TO DO: Using the records that appear below, write out exactly the lines from the one with "filename src/stats/models.rs" through the one with "EventType::PassSuccess => &mut", keeping both end lines.

LISTED ENTRIES:
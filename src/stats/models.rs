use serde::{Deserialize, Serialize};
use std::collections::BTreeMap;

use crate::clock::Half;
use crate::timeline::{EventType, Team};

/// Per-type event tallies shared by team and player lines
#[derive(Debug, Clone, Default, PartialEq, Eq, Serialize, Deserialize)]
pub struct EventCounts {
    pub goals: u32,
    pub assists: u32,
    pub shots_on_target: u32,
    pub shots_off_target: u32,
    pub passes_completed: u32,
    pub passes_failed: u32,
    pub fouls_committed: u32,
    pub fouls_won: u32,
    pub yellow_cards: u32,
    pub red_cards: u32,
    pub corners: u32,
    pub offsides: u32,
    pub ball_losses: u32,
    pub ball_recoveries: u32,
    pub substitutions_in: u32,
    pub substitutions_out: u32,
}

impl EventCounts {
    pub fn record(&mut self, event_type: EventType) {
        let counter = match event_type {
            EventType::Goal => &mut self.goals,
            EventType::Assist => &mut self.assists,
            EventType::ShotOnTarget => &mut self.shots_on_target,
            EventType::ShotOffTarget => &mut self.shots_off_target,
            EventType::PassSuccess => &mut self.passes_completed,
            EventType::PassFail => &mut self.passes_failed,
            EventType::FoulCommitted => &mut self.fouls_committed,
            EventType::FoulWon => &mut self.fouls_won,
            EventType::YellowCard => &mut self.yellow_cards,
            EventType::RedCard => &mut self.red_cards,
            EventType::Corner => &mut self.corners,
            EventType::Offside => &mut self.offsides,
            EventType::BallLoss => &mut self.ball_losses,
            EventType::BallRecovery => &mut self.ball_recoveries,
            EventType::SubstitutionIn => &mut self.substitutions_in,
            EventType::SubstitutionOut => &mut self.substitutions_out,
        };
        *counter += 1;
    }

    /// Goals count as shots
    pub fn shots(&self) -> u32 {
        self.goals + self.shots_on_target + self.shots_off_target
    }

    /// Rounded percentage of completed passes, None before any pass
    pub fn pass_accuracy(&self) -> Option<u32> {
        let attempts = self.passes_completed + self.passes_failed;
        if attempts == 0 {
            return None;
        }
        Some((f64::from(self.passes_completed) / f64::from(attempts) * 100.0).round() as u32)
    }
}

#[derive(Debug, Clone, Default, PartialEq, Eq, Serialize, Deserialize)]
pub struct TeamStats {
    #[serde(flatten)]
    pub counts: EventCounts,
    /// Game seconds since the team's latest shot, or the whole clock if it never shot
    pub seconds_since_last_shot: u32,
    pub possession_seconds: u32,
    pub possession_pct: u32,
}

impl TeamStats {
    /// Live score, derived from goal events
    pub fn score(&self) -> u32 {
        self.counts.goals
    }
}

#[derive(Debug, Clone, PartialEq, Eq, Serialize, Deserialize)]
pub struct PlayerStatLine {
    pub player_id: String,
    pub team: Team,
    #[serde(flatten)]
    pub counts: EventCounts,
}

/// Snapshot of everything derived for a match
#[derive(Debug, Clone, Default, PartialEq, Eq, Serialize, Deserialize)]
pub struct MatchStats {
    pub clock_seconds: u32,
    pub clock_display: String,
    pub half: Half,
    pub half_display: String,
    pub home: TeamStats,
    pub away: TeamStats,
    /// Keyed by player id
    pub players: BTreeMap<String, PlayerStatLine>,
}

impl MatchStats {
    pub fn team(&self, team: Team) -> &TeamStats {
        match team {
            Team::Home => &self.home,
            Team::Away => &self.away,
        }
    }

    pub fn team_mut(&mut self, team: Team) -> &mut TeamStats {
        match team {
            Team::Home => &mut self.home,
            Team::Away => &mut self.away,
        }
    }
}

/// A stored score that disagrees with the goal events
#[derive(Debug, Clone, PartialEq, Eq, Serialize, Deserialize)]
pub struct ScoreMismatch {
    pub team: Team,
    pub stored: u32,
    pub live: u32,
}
* * *
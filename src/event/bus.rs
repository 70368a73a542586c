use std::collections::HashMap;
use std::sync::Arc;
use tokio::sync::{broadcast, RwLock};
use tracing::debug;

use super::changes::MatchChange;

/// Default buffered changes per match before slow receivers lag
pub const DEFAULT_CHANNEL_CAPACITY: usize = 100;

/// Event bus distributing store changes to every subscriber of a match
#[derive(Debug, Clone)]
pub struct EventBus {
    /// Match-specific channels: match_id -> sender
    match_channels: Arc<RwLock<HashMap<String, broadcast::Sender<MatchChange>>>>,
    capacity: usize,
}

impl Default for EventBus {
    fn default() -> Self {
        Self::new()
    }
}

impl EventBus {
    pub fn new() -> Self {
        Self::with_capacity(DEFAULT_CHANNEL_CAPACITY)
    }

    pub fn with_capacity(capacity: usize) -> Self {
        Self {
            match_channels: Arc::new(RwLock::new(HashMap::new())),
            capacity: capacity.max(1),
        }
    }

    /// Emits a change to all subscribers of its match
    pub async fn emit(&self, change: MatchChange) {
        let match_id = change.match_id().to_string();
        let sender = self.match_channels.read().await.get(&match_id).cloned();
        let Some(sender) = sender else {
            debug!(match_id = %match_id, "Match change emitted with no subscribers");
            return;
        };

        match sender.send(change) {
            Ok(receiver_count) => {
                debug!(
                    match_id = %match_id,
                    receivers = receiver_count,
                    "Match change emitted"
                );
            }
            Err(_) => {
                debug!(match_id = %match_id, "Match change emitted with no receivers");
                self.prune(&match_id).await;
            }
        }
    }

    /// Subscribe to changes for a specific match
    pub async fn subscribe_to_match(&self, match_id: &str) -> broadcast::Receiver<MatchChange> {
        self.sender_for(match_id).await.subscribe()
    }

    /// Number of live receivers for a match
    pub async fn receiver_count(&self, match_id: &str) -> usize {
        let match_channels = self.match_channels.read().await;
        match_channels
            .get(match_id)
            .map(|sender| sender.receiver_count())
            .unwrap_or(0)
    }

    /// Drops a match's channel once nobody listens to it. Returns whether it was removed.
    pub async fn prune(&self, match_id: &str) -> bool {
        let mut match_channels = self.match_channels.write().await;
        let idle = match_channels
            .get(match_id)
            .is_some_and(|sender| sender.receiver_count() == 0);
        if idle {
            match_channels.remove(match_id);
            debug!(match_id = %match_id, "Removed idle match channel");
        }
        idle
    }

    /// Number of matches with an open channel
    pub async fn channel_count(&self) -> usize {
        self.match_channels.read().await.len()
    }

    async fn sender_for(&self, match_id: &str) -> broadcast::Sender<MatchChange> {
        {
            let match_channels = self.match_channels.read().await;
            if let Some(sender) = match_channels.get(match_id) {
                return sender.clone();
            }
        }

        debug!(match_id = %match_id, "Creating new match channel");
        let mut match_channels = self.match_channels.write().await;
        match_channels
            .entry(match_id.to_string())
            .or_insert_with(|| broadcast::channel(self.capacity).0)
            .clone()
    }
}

ANSWER SECTION:
filename src/stats/models.rs
use serde::{Deserialize, Serialize};
use std::collections::BTreeMap;

use crate::clock::Half;
use crate::timeline::{EventType, Team};

/// Per-type event tallies shared by team and player lines
#[derive(Debug, Clone, Default, PartialEq, Eq, Serialize, Deserialize)]
pub struct EventCounts {
    pub goals: u32,
    pub assists: u32,
    pub shots_on_target: u32,
    pub shots_off_target: u32,
    pub passes_completed: u32,
    pub passes_failed: u32,
    pub fouls_committed: u32,
    pub fouls_won: u32,
    pub yellow_cards: u32,
    pub red_cards: u32,
    pub corners: u32,
    pub offsides: u32,
    pub ball_losses: u32,
    pub ball_recoveries: u32,
    pub substitutions_in: u32,
    pub substitutions_out: u32,
}

impl EventCounts {
    pub fn record(&mut self, event_type: EventType) {
        let counter = match event_type {
            EventType::Goal => &mut self.goals,
            EventType::Assist => &mut self.assists,
            EventType::ShotOnTarget => &mut self.shots_on_target,
            EventType::ShotOffTarget => &mut self.shots_off_target,
            EventType::PassSuccess => &mut self.passes_completed,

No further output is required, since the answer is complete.